Doto acuta

Scientific classification
- Kingdom: Animalia
- Phylum: Mollusca
- Class: Gastropoda
- Order: Nudibranchia
- Suborder: Dendronotacea
- Family: Dotidae
- Genus: Doto
- Species: D. acuta
- Binomial name: Doto acuta Schmekel & Kress, 1977

= Doto acuta =

- Genus: Doto
- Species: acuta
- Authority: Schmekel & Kress, 1977

Species of gastropod

Doto acuta is a species of sea slug, a nudibranch, a marine gastropod mollusc in the family Dotidae.

==Distribution==
This species was described from Naples, Italy, in the Mediterranean Sea. The 3.5 mm long holotype was collected on the hydroid Obelia geniculata, which was growing on the sea grass Posidonia at 10m depth off Capo Posillipo.

==Description==
The body of this nudibranch is mostly transparent cadmium yellow in colour, with minute dots of black and a black line of pigment on the inner side of the ceratal bases.
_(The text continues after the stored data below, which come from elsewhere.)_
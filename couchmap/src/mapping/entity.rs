use crate::errors::{CouchmapError, CouchmapResult, ErrorKind};
use crate::index::EntityIndex;
use crate::mapping::{ParameterValueProvider, PersistentProperty, PropertyValueProvider};
use std::collections::HashSet;
use std::fmt::{Debug, Formatter};

/// Builds a fresh entity from constructor arguments.
pub type EntityInstantiator<T> = fn(&ParameterValueProvider<'_, T>) -> CouchmapResult<T>;

/// A type that can be mapped to and from a stored document.
///
/// Implementations are usually generated by `#[derive(CouchbaseEntity)]`.
/// The descriptor returned by [MappedEntity::describe] is built once per type
/// and then cached by the [MappingContext](crate::mapping::MappingContext).
pub trait MappedEntity: Default + Send + Sync + 'static {
    fn describe() -> PersistentEntityBuilder<Self>;
}

/// Mapping metadata of one entity type.
pub struct PersistentEntity<T> {
    name: String,
    properties: Vec<PersistentProperty<T>>,
    id_index: Option<usize>,
    version_index: Option<usize>,
    expiry: u32,
    instantiator: Option<EntityInstantiator<T>>,
    indexes: Vec<EntityIndex>,
}

impl<T: Default> PersistentEntity<T> {
    /// Creates a new instance, binding constructor arguments from `provider`.
    ///
    /// Without an instantiator the type's default value is returned and every
    /// property is left for post-construction assignment.
    pub fn instantiate(&self, provider: &dyn PropertyValueProvider<T>) -> CouchmapResult<T> {
        match self.instantiator {
            Some(instantiator) => instantiator(&ParameterValueProvider::new(self, provider)),
            None => Ok(T::default()),
        }
    }
}

impl<T> PersistentEntity<T> {
    /// Entity type name, used in messages and as the type marker of indexes.
    pub fn name(&self) -> &str {
        &self.name
    }

    pub fn id_property(&self) -> Option<&PersistentProperty<T>> {
        self.id_index.map(|index| &self.properties[index])
    }

    pub fn version_property(&self) -> Option<&PersistentProperty<T>> {
        self.version_index.map(|index| &self.properties[index])
    }

    /// Iterates over all persistent properties in declaration order.
    pub fn properties(&self) -> std::slice::Iter<'_, PersistentProperty<T>> {
        self.properties.iter()
    }

    /// Finds a property by its name in the entity type.
    pub fn property(&self, name: &str) -> Option<&PersistentProperty<T>> {
        self.properties.iter().find(|p| p.name() == name)
    }

    /// Whether `property` is bound through the instantiator.
    ///
    /// Only meaningful when an instantiator is present; otherwise no property
    /// is consumed at construction time.
    pub fn is_constructor_argument(&self, property: &PersistentProperty<T>) -> bool {
        self.instantiator.is_some() && property.is_constructor_bound()
    }

    pub fn has_id_property(&self) -> bool {
        self.id_index.is_some()
    }

    pub fn has_version_property(&self) -> bool {
        self.version_index.is_some()
    }

    /// Document expiry in seconds, `0` meaning no expiry.
    pub fn expiry(&self) -> u32 {
        self.expiry
    }

    /// Index declarations of the entity type.
    pub fn indexes(&self) -> &[EntityIndex] {
        &self.indexes
    }
}

impl<T> Debug for PersistentEntity<T> {
    fn fmt(&self, f: &mut Formatter<'_>) -> std::fmt::Result {
        f.debug_struct("PersistentEntity")
            .field("name", &self.name)
            .field("properties", &self.properties)
            .field("expiry", &self.expiry)
            .field("indexes", &self.indexes)
            .finish()
    }
}

/// Collects the descriptor table of an entity type and validates it.
pub struct PersistentEntityBuilder<T> {
    name: String,
    properties: Vec<PersistentProperty<T>>,
    expiry: u32,
    instantiator: Option<EntityInstantiator<T>>,
    indexes: Vec<EntityIndex>,
}

impl<T> PersistentEntityBuilder<T> {
    pub fn new(name: &str) -> Self {
        PersistentEntityBuilder {
            name: name.to_string(),
            properties: Vec::new(),
            expiry: 0,
            instantiator: None,
            indexes: Vec::new(),
        }
    }

    pub fn property(mut self, property: PersistentProperty<T>) -> Self {
        self.properties.push(property);
        self
    }

    pub fn expiry(mut self, expiry: u32) -> Self {
        self.expiry = expiry;
        self
    }

    pub fn instantiator(mut self, instantiator: EntityInstantiator<T>) -> Self {
        self.instantiator = Some(instantiator);
        self
    }

    pub fn index(mut self, index: EntityIndex) -> Self {
        self.indexes.push(index);
        self
    }

    /// Validates the collected descriptors.
    ///
    /// An entity needs at least one property, at most one identifier and at
    /// most one version, and storage field names must be unique.
    pub fn build(self) -> CouchmapResult<PersistentEntity<T>> {
        if self.properties.is_empty() {
            return Err(configuration_error(&format!(
                "Entity type {} declares no persistent properties",
                self.name
            )));
        }

        let mut id_index = None;
        let mut version_index = None;
        let mut field_names = HashSet::new();

        for (index, property) in self.properties.iter().enumerate() {
            if property.is_id_property() {
                if id_index.is_some() {
                    return Err(configuration_error(&format!(
                        "Entity type {} declares more than one id property",
                        self.name
                    )));
                }
                id_index = Some(index);
            } else if property.is_version_property() {
                if version_index.is_some() {
                    return Err(configuration_error(&format!(
                        "Entity type {} declares more than one version property",
                        self.name
                    )));
                }
                version_index = Some(index);
            } else if !field_names.insert(property.storage_field_name()) {
                return Err(configuration_error(&format!(
                    "Entity type {} maps more than one property to field '{}'",
                    self.name,
                    property.storage_field_name()
                )));
            }
        }

        Ok(PersistentEntity {
            name: self.name,
            properties: self.properties,
            id_index,
            version_index,
            expiry: self.expiry,
            instantiator: self.instantiator,
            indexes: self.indexes,
        })
    }
}

fn configuration_error(message: &str) -> CouchmapError {
    log::error!("{}", message);
    CouchmapError::new(message, ErrorKind::ConfigurationError)
}
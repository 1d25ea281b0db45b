use crate::common::{Convertible, Value};
use crate::document::Document;
use crate::errors::{CouchmapError, CouchmapResult, ErrorKind};
use crate::mapping::{PersistentEntity, PersistentProperty, PropertyRole};

/// Resolves raw property values while an entity is being reconstructed.
///
/// Constructor binding and post-construction assignment both go through the
/// same provider, so a property resolves identically on either path.
pub trait PropertyValueProvider<T> {
    /// Returns the raw value of `property`, or [Value::Null] when absent.
    fn resolve(&self, property: &PersistentProperty<T>) -> Value;

    /// Checks whether the source carries a value for `property`.
    fn contains(&self, property: &PersistentProperty<T>) -> bool;
}

/// Reads property values from a [Document].
///
/// The identifier resolves to the document id and the version to the
/// document CAS; every other property is a field lookup.
pub struct DocumentValueProvider<'a> {
    source: &'a Document,
}

impl<'a> DocumentValueProvider<'a> {
    pub fn new(source: &'a Document) -> Self {
        DocumentValueProvider { source }
    }
}

impl<T> PropertyValueProvider<T> for DocumentValueProvider<'_> {
    fn resolve(&self, property: &PersistentProperty<T>) -> Value {
        match property.role() {
            PropertyRole::Id => Value::from(self.source.id()),
            PropertyRole::Version => Value::from(self.source.version()),
            PropertyRole::Regular => self
                .source
                .get(property.storage_field_name())
                .cloned()
                .unwrap_or_default(),
        }
    }

    fn contains(&self, property: &PersistentProperty<T>) -> bool {
        match property.role() {
            PropertyRole::Id => self.source.id().is_some(),
            PropertyRole::Version => self.source.version().is_some(),
            PropertyRole::Regular => self.source.contains_field(property.storage_field_name()),
        }
    }
}

/// Hands constructor arguments to an entity instantiator.
///
/// Arguments are looked up by property name. A property the source does not
/// carry, or carries as null, yields the type's default value.
pub struct ParameterValueProvider<'a, T> {
    entity: &'a PersistentEntity<T>,
    provider: &'a dyn PropertyValueProvider<T>,
}

impl<'a, T> ParameterValueProvider<'a, T> {
    pub fn new(entity: &'a PersistentEntity<T>, provider: &'a dyn PropertyValueProvider<T>) -> Self {
        ParameterValueProvider { entity, provider }
    }

    /// Resolves the constructor argument bound to property `name`.
    pub fn argument<V>(&self, name: &str) -> CouchmapResult<V>
    where
        V: Convertible<Output = V> + Default,
    {
        let property = self.entity.property(name).ok_or_else(|| {
            log::error!("Constructor argument {} is not a property of {}", name, self.entity.name());
            CouchmapError::new(
                &format!(
                    "Constructor argument '{}' is not a persistent property of entity type {}",
                    name,
                    self.entity.name()
                ),
                ErrorKind::ConfigurationError,
            )
        })?;

        if !self.provider.contains(property) {
            return Ok(V::default());
        }

        match self.provider.resolve(property) {
            Value::Null => Ok(V::default()),
            value => V::from_value(&value),
        }
    }

    /// Raw access to the underlying provider.
    pub fn resolve(&self, property: &PersistentProperty<T>) -> Value {
        self.provider.resolve(property)
    }
}
use crate::common::{
    escape_identifier, PLACEHOLDER_BUCKET, PLACEHOLDER_ENTITY, PLACEHOLDER_SELECT_FROM, SELECT_CAS,
    SELECT_COUNT, SELECT_ID,
};
use crate::query::PageRequest;
use std::fmt::{Display, Formatter};

/// Final N1QL statement text.
#[derive(Debug, Clone, PartialEq, Eq, Hash)]
pub struct Statement(String);

impl Statement {
    pub fn new(text: impl Into<String>) -> Self {
        Statement(text.into())
    }

    pub fn as_str(&self) -> &str {
        &self.0
    }

    /// Restricts the statement to the rows of `page`.
    pub fn with_page(&self, page: &PageRequest) -> Statement {
        self.with_limit(page.page_size(), page.offset())
    }

    /// Appends `LIMIT` and, when non-zero, `OFFSET` clauses.
    pub fn with_limit(&self, limit: usize, offset: usize) -> Statement {
        if offset > 0 {
            Statement(format!("{} LIMIT {} OFFSET {}", self.0, limit, offset))
        } else {
            Statement(format!("{} LIMIT {}", self.0, limit))
        }
    }
}

impl Display for Statement {
    fn fmt(&self, f: &mut Formatter<'_>) -> std::fmt::Result {
        write!(f, "{}", self.0)
    }
}

impl From<&str> for Statement {
    fn from(value: &str) -> Self {
        Statement::new(value)
    }
}

impl From<String> for Statement {
    fn from(value: String) -> Self {
        Statement(value)
    }
}

/// Turns statement templates into executable statements.
///
/// Templates may use three placeholders:
///
/// * `$SELECT_ENTITY$` - the complete `SELECT ... FROM` clause needed to
///   rebuild entities, projecting id and CAS next to the document body.
/// * `$BUCKET$` - the escaped bucket name.
/// * `$ENTITY$` - only the id and CAS projections.
///
/// Only the first `$SELECT_ENTITY$` or `$ENTITY$` is replaced, while every
/// `$BUCKET$` is. A template with `$SELECT_ENTITY$` gets no other
/// substitution.
pub struct StatementBuilder;

impl StatementBuilder {
    pub fn prepare(template: &str, bucket_name: &str) -> Statement {
        let bucket = escape_identifier(bucket_name);

        if template.contains(PLACEHOLDER_SELECT_FROM) {
            return Statement(template.replacen(
                PLACEHOLDER_SELECT_FROM,
                &Self::select_entity(&bucket),
                1,
            ));
        }

        let mut result = template.to_string();
        if result.contains(PLACEHOLDER_BUCKET) {
            result = result.replace(PLACEHOLDER_BUCKET, &bucket);
        }
        if result.contains(PLACEHOLDER_ENTITY) {
            result = result.replacen(PLACEHOLDER_ENTITY, &Self::entity_projection(&bucket), 1);
        }
        Statement(result)
    }

    /// Builds the statement counting the rows `template` would return.
    ///
    /// A `$SELECT_ENTITY$` template counts straight over the bucket with the
    /// rest of the template kept as is; any other template is wrapped in a
    /// subquery.
    pub fn prepare_count(template: &str, bucket_name: &str) -> Statement {
        let bucket = escape_identifier(bucket_name);

        if template.contains(PLACEHOLDER_SELECT_FROM) {
            let select_count = format!("SELECT COUNT(*) AS {} FROM {}", SELECT_COUNT, bucket);
            return Statement(template.replacen(PLACEHOLDER_SELECT_FROM, &select_count, 1));
        }

        let content = Self::prepare(template, bucket_name);
        Statement(format!(
            "SELECT COUNT(*) AS {} FROM ({}) AS sub",
            SELECT_COUNT, content
        ))
    }

    /// `META(b).id AS _ID, META(b).cas AS _CAS` for an escaped bucket.
    pub fn entity_projection(escaped_bucket: &str) -> String {
        format!(
            "META({b}).id AS {id}, META({b}).cas AS {cas}",
            b = escaped_bucket,
            id = SELECT_ID,
            cas = SELECT_CAS
        )
    }

    /// `SELECT <entity projection>, b.* FROM b` for an escaped bucket.
    pub fn select_entity(escaped_bucket: &str) -> String {
        format!(
            "SELECT {}, {}.* FROM {}",
            Self::entity_projection(escaped_bucket),
            escaped_bucket,
            escaped_bucket
        )
    }
}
Each ceratal tubercle is topped with a black spot. There is a black band below the tip of the rhinophore, and a more diffuse band lower down. The maximum length of this species is 7 mm.

==Ecology==
Doto acuta is found on colonies of the hydroid, Obelia geniculata (family Campanulariidae), on which it feeds. The eggs normally hatch into young slugs after metamorphosis (direct development), or there may be a short swimming larval phase of 2 days.